### EXERCISE REQUIREMENTS
Please tally the lines below that contain the string "execute" and reply with that figure only.

### DATA
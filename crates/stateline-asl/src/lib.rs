//! # Task-State Execution Scaffolding
//!
//! The execution core of a JSON-defined workflow language: the uniform
//! lifecycle every service-invoking ("Task") state goes through, independent
//! of which service it calls.
//!
//! ## Architecture
//!
//! ```text
//! ┌─────────────────────────────────────────────────────────────┐
//! │                    Interpreter loop (external)               │
//! │   (walks the state graph, routes Retry/Catch on FailureEvent)│
//! └─────────────────────────────────────────────────────────────┘
//!                              │ execute(env)
//!                              ▼
//! ┌─────────────────────────────────────────────────────────────┐
//! │                 ExecutionState lifecycle                     │
//! │  (entered event → core logic → exited event | FailureEvent) │
//! └─────────────────────────────────────────────────────────────┘
//!                              │ eval_state(env)
//!                              ▼
//! ┌─────────────────────────────────────────────────────────────┐
//! │                   TaskState scaffolding                      │
//! │  (shape parameters, resolve credentials, race the call       │
//! │   against timeout budget and stop signal, classify faults)  │
//! └─────────────────────────────────────────────────────────────┘
//!                              │ invoke(ctx, params, credentials)
//!                              ▼
//! ┌─────────────────────────────────────────────────────────────┐
//! │               Integration (external, per service)            │
//! └─────────────────────────────────────────────────────────────┘
//! ```
//!
//! ## Example
//!
//! ```ignore
//! use stateline_asl::prelude::*;
//!
//! struct PutRecord;
//!
//! #[async_trait]
//! impl Integration for PutRecord {
//!     async fn invoke(
//!         &self,
//!         ctx: &TaskContext,
//!         parameters: Parameters,
//!         credentials: ComputedCredentials,
//!     ) -> Result<serde_json::Value, Fault> {
//!         // Call the service...
//!         Ok(serde_json::json!({"ok": true}))
//!     }
//!
//!     fn allowed_parameter_keys(&self) -> Option<&[&str]> {
//!         Some(&["TableName", "Item"])
//!     }
//! }
//!
//! let props = TaskStateProps::new("Persist", "arn:aws:states:::storage:putRecord".parse()?)
//!     .with_parargs(Parargs::literal(serde_json::json!({"TableName": "orders"})))
//!     .with_timeout(std::time::Duration::from_secs(30));
//! let state = TaskState::new(props, PutRecord);
//!
//! let mut env = Environment::new("arn:aws:states:us-east-1:123456789012:execution:demo:1");
//! let output = state.execute(&mut env).await?;
//! ```

pub mod error;
pub mod eval;
pub mod state;

/// Prelude for common imports
pub mod prelude {
    pub use crate::error::{ErrorName, Fault, FailureEvent, StateError, StatesErrorNameType};
    pub use crate::eval::{Environment, EvalError, Expression, Literal};
    pub use crate::state::task::{
        ComputedCredentials, Credentials, Integration, IntegrationRegistry, Parameters, Parargs,
        Resource, TaskContext, TaskState, TaskStateProps,
    };
    pub use crate::state::ExecutionState;
    pub use async_trait::async_trait;
}

// Re-export key types at crate root
pub use error::{ErrorName, Fault, FailureEvent, StateError, StateFault, StatesErrorNameType};
pub use eval::{Environment, EvalError, Expression, Literal};
pub use state::task::{
    ComputedCredentials, Credentials, DynTaskState, Integration, IntegrationRegistry, Parameters,
    Parargs, Resource, ResourceCondition, ResourceError, TaskContext, TaskState, TaskStateProps,
};
pub use state::{classify_generic, ExecutionState};
//! Error taxonomy and failure records
//!
//! The closed set of named failure categories, the canonical `States.*`
//! strings they serialize to, and the [`FailureEvent`] record every concrete
//! failure path must route through. Ad-hoc error payloads are not
//! constructed anywhere else in the crate.

mod failure;
mod fault;
mod states;

pub use failure::FailureEvent;
pub use fault::{Fault, StateError, StateFault};
pub use states::{ErrorName, StatesErrorNameType};
//! Typed runtime faults
//!
//! Faults are data, not exceptions. An integration call that fails returns a
//! [`Fault`] naming its kind; classification into a
//! [`FailureEvent`](super::FailureEvent) is a pure function over that kind —
//! never over message content — performed once, at the scaffolding layer.

use std::time::Duration;

use thiserror::Error;

use super::failure::FailureEvent;
use crate::eval::EvalError;

/// A runtime fault raised by a state's core logic, awaiting classification
#[derive(Debug, Error)]
pub enum Fault {
    /// The integration call exceeded the state's timeout budget
    #[error("integration call exceeded its timeout budget of {budget:?}")]
    Timeout { budget: Duration },

    /// The bound service reported an application-level error
    ///
    /// `error` may be a custom error name; it flows into `Catch`/`Retry`
    /// matching unchanged.
    #[error("task failed: {error}")]
    Task {
        error: String,
        cause: Option<String>,
    },

    /// Credential resolution or delegated-principal use was rejected
    #[error("permission denied: {cause}")]
    Permissions { cause: String },

    /// Anything unclassified; falls back to the generic classification
    #[error("runtime fault: {cause}")]
    Runtime { cause: String },

    /// Already classified by a lower layer; passes through unchanged
    #[error("{0}")]
    Failure(Box<FailureEvent>),
}

impl Fault {
    /// An application-level service error
    pub fn task(error: impl Into<String>, cause: Option<String>) -> Self {
        Self::Task {
            error: error.into(),
            cause,
        }
    }

    /// An unclassified runtime fault
    pub fn runtime(cause: impl Into<String>) -> Self {
        Self::Runtime {
            cause: cause.into(),
        }
    }
}

impl From<FailureEvent> for Fault {
    fn from(event: FailureEvent) -> Self {
        Self::Failure(Box::new(event))
    }
}

impl From<anyhow::Error> for Fault {
    fn from(err: anyhow::Error) -> Self {
        Self::Runtime {
            cause: format!("{err:#}"),
        }
    }
}

/// Failure path of a state's core logic
///
/// Three disjoint routes out of `eval_state`, handled differently by the
/// lifecycle: evaluation errors propagate raw (definition-time defects are
/// the interpreter loop's problem, not a service failure), an external stop
/// is surfaced distinctly so it can never be misclassified, and runtime
/// faults go through the classification hook.
#[derive(Debug, Error)]
pub enum StateFault {
    /// Expression evaluation failed; never classified
    #[error(transparent)]
    Eval(#[from] EvalError),

    /// The enclosing execution was stopped while this state was in flight
    #[error("execution stopped")]
    Stopped { cause: Option<String> },

    /// Runtime fault, to be classified into a failure record
    #[error(transparent)]
    Fault(#[from] Fault),
}

/// What `execute` surfaces to the interpreter loop
#[derive(Debug, Error)]
pub enum StateError {
    /// The attempt failed; the record drives retry/catch routing
    #[error("state failed: {0}")]
    Failed(FailureEvent),

    /// The enclosing execution was stopped; terminate without a failure record
    #[error("execution stopped")]
    Stopped { cause: Option<String> },

    /// Definition-time defect, propagated unchanged
    #[error(transparent)]
    Eval(#[from] EvalError),
}

impl StateError {
    /// The classified failure record, if the attempt produced one
    pub fn failure_event(&self) -> Option<&FailureEvent> {
        match self {
            Self::Failed(event) => Some(event),
            _ => None,
        }
    }
}
//! Integration target bound to a Task state

use std::str::FromStr;

use serde::{Deserialize, Serialize};
use thiserror::Error;

/// Errors from resource parsing
#[derive(Debug, Error, PartialEq, Eq)]
pub enum ResourceError {
    #[error("malformed resource arn: {arn}")]
    Malformed { arn: String },

    #[error("unrecognized invocation condition: {condition}")]
    UnknownCondition { condition: String },
}

/// Invocation condition suffix of an optimized integration resource
#[derive(Debug, Clone, Copy, Serialize, Deserialize, PartialEq, Eq)]
pub enum ResourceCondition {
    /// `.sync` — run the job and wait for it to complete
    Sync,
    /// `.sync:2` — as `.sync`, with the response serialized as JSON
    SyncJson,
    /// `.waitForTaskToken` — pause until the task token is returned
    WaitForTaskToken,
}

impl ResourceCondition {
    fn from_suffix(suffix: &str) -> Result<Self, ResourceError> {
        match suffix {
            "sync" => Ok(Self::Sync),
            "sync:2" => Ok(Self::SyncJson),
            "waitForTaskToken" => Ok(Self::WaitForTaskToken),
            other => Err(ResourceError::UnknownCondition {
                condition: other.to_string(),
            }),
        }
    }
}

/// The external integration target of a Task state
///
/// Bound at definition time and immutable for the lifetime of the state.
/// Two forms are accepted:
///
/// - the optimized-integration form, `arn:<partition>:states:::<service>:<api>`
///   with an optional `.sync` / `.sync:2` / `.waitForTaskToken` condition;
/// - a plain service ARN (a function ARN, an activity ARN), for which the
///   service is taken from the ARN's service segment and the action defaults
///   to `invoke`.
#[derive(Debug, Clone, Serialize, Deserialize, PartialEq, Eq)]
pub struct Resource {
    arn: String,
    service: String,
    action: String,
    condition: Option<ResourceCondition>,
}

impl Resource {
    /// The raw resource string from the definition
    pub fn arn(&self) -> &str {
        &self.arn
    }

    /// Service identifier of the integration target
    pub fn service(&self) -> &str {
        &self.service
    }

    /// API action on the target service
    pub fn action(&self) -> &str {
        &self.action
    }

    /// Invocation condition, if the resource declared one
    pub fn condition(&self) -> Option<ResourceCondition> {
        self.condition
    }
}

impl FromStr for Resource {
    type Err = ResourceError;

    fn from_str(arn: &str) -> Result<Self, Self::Err> {
        let malformed = || ResourceError::Malformed {
            arn: arn.to_string(),
        };

        let segments: Vec<&str> = arn.split(':').collect();
        if segments.len() < 6 || segments[0] != "arn" {
            return Err(malformed());
        }

        // Optimized integration: arn:<p>:states:::<service>:<api>[.<cond>]
        // (empty region and account segments distinguish it from plain ARNs)
        if segments[2] == "states" && segments[3].is_empty() && segments[4].is_empty() {
            if segments.len() < 7 {
                return Err(malformed());
            }
            let service = segments[5];
            // Conditions may themselves contain a colon (`sync:2`), so the
            // action spans every remaining segment
            let action_part = segments[6..].join(":");
            if service.is_empty() || action_part.is_empty() {
                return Err(malformed());
            }

            let (action, condition) = match action_part.split_once('.') {
                Some((action, suffix)) => {
                    (action.to_string(), Some(ResourceCondition::from_suffix(suffix)?))
                }
                None => (action_part, None),
            };

            return Ok(Self {
                arn: arn.to_string(),
                service: service.to_string(),
                action,
                condition,
            });
        }

        // Plain service ARN: the target is the whole ARN, invoked directly
        let service = segments[2];
        if service.is_empty() {
            return Err(malformed());
        }
        Ok(Self {
            arn: arn.to_string(),
            service: service.to_string(),
            action: "invoke".to_string(),
            condition: None,
        })
    }
}

impl std::fmt::Display for Resource {
    fn fmt(&self, f: &mut std::fmt::Formatter<'_>) -> std::fmt::Result {
        f.write_str(&self.arn)
    }
}
pub mod venues;
use httpmock::prelude::*;
use serde_json::json;
use std::sync::Arc;
use std::time::Duration;
use venues_client::{
    ApiSettings, FoursquareInvoker, ParamValue, Params, VenuesClient, VenuesError,
};

fn client_for(server: &MockServer) -> VenuesClient {
    let settings = ApiSettings {
        api_url: server.url("/v2"),
        client_id: "test-client".to_string(),
        client_secret: "test-secret".to_string(),
        version: "20140806".to_string(),
        mode: "foursquare".to_string(),
        timeout: Duration::from_secs(5),
    };
    VenuesClient::new(Arc::new(FoursquareInvoker::new(settings).unwrap()))
}

#[tokio::test]
async fn test_explore_end_to_end() {
    let server = MockServer::start();

    let api_mock = server.mock(|when, then| {
        when.method(GET)
            .path("/v2/venues/explore")
            .query_param("ll", "10,20")
            .query_param("section", "coffee")
            .query_param("oauth_token", "tok")
            .query_param("v", "20140806")
            .query_param("m", "foursquare");
        then.status(200)
            .header("Content-Type", "application/json")
            .json_body(json!({
                "meta": {"code": 200},
                "response": {
                    "keywords": {"count": 1, "items": [{"displayName": "espresso"}]},
                    "groups": [{"type": "Recommended Places", "items": []}],
                    "headerLocation": "Somewhere"
                }
            }));
    });

    let client = client_for(&server);
    let mut params = Params::new();
    params.insert("section".to_string(), ParamValue::from("coffee"));

    let result = client
        .explore(Some(10.into()), Some(20.into()), Some(params), Some("tok"))
        .await
        .unwrap();

    api_mock.assert();
    assert_eq!(result["keywords"]["count"], 1);
    assert_eq!(result["groups"][0]["type"], "Recommended Places");
    assert!(result.get("warning").is_none());
    assert!(result.get("headerLocation").is_none());
}

#[tokio::test]
async fn test_public_lookup_uses_client_credentials() {
    let server = MockServer::start();

    let api_mock = server.mock(|when, then| {
        when.method(GET)
            .path("/v2/venues/4b5e662af964a520ec8c29e3")
            .query_param("client_id", "test-client")
            .query_param("client_secret", "test-secret");
        then.status(200).json_body(json!({
            "meta": {"code": 200},
            "response": {"venue": {"id": "4b5e662af964a520ec8c29e3", "name": "Blue Bottle"}}
        }));
    });

    let client = client_for(&server);
    let venue = client
        .get_venue(Some("4b5e662af964a520ec8c29e3"), None)
        .await
        .unwrap();

    api_mock.assert();
    assert_eq!(venue["name"], "Blue Bottle");
}

#[tokio::test]
async fn test_photos_default_group_reaches_the_wire() {
    let server = MockServer::start();

    let api_mock = server.mock(|when, then| {
        when.method(GET)
            .path("/v2/venues/v1/photos")
            .query_param("group", "checkin");
        then.status(200).json_body(json!({
            "meta": {"code": 200},
            "response": {"photos": {"count": 0, "items": []}}
        }));
    });

    let client = client_for(&server);
    let photos = client
        .get_photos(Some("v1"), None, None, Some("tok"))
        .await
        .unwrap();

    api_mock.assert();
    assert_eq!(photos["count"], 0);
}

#[tokio::test]
async fn test_here_now_and_categories() {
    let server = MockServer::start();

    let here_now_mock = server.mock(|when, then| {
        when.method(GET).path("/v2/venues/v1/herenow");
        then.status(200).json_body(json!({
            "meta": {"code": 200},
            "response": {"hereNow": {"count": 3, "items": []}}
        }));
    });
    let categories_mock = server.mock(|when, then| {
        when.method(GET).path("/v2/venues/categories");
        then.status(200).json_body(json!({
            "meta": {"code": 200},
            "response": {"categories": [{"id": "4d4b7104d754a06370d81259", "name": "Arts & Entertainment"}]}
        }));
    });

    let client = client_for(&server);
    let here_now = client.get_here_now(Some("v1"), None, Some("tok")).await.unwrap();
    let categories = client.get_categories(None, None).await.unwrap();

    here_now_mock.assert();
    categories_mock.assert();
    assert_eq!(here_now["count"], 3);
    assert_eq!(categories[0]["name"], "Arts & Entertainment");
}

#[tokio::test]
async fn test_validation_failure_never_reaches_server() {
    let server = MockServer::start();

    let api_mock = server.mock(|when, then| {
        when.method(GET);
        then.status(200).json_body(json!({"meta": {"code": 200}, "response": {}}));
    });

    let client = client_for(&server);

    let err = client
        .search(None, Some("-74".into()), None, Some("tok"))
        .await
        .unwrap_err();
    assert!(err.is_validation());

    let err = client.get_links(Some(""), None, Some("tok")).await.unwrap_err();
    assert!(err.is_validation());

    api_mock.assert_hits(0);
}

#[tokio::test]
async fn test_remote_error_is_surfaced() {
    let server = MockServer::start();

    let api_mock = server.mock(|when, then| {
        when.method(GET).path("/v2/venues/nope/tips");
        then.status(400).json_body(json!({
            "meta": {"code": 400, "errorType": "param_error", "errorDetail": "Value nope is invalid for venue id"},
            "response": {}
        }));
    });

    let client = client_for(&server);
    let err = client.get_tips(Some("nope"), None, Some("tok")).await.unwrap_err();

    api_mock.assert();
    match err {
        VenuesError::RemoteError {
            code,
            error_type,
            detail,
        } => {
            assert_eq!(code, 400);
            assert_eq!(error_type, "param_error");
            assert!(detail.contains("invalid for venue id"));
        }
        other => panic!("expected remote error, got {:?}", other),
    }
}

#[tokio::test]
async fn test_non_json_failure_is_http_status_error() {
    let server = MockServer::start();

    server.mock(|when, then| {
        when.method(GET).path("/v2/venues/trending");
        then.status(503).body("Service Unavailable");
    });

    let client = client_for(&server);
    let err = client
        .get_trending(Some(40.7.into()), Some((-74.0).into()), None, None)
        .await
        .unwrap_err();

    match err {
        VenuesError::HttpStatusError { status, body } => {
            assert_eq!(status.as_u16(), 503);
            assert_eq!(body, "Service Unavailable");
        }
        other => panic!("expected http status error, got {:?}", other),
    }
}

#[tokio::test]
async fn test_missing_response_key() {
    let server = MockServer::start();

    server.mock(|when, then| {
        when.method(GET).path("/v2/venues/v1/links");
        then.status(200).json_body(json!({"meta": {"code": 200}, "response": {}}));
    });

    let client = client_for(&server);
    let err = client.get_links(Some("v1"), None, None).await.unwrap_err();

    assert!(matches!(err, VenuesError::MissingResponseKey { key } if key == "links"));
}

#[tokio::test]
async fn test_slash_in_venue_id_does_not_reach_another_endpoint() {
    let server = MockServer::start();

    let tips_mock = server.mock(|when, then| {
        when.method(GET).path("/v2/venues/abc/tips");
        then.status(200).json_body(json!({
            "meta": {"code": 200},
            "response": {"venue": {"id": "x"}, "tips": {"count": 0}}
        }));
    });

    let client = client_for(&server);
    let _ = client.get_venue(Some("abc/tips"), None).await;

    tips_mock.assert_hits(0);
}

### ANSWER FOR THIS EXERCISE
3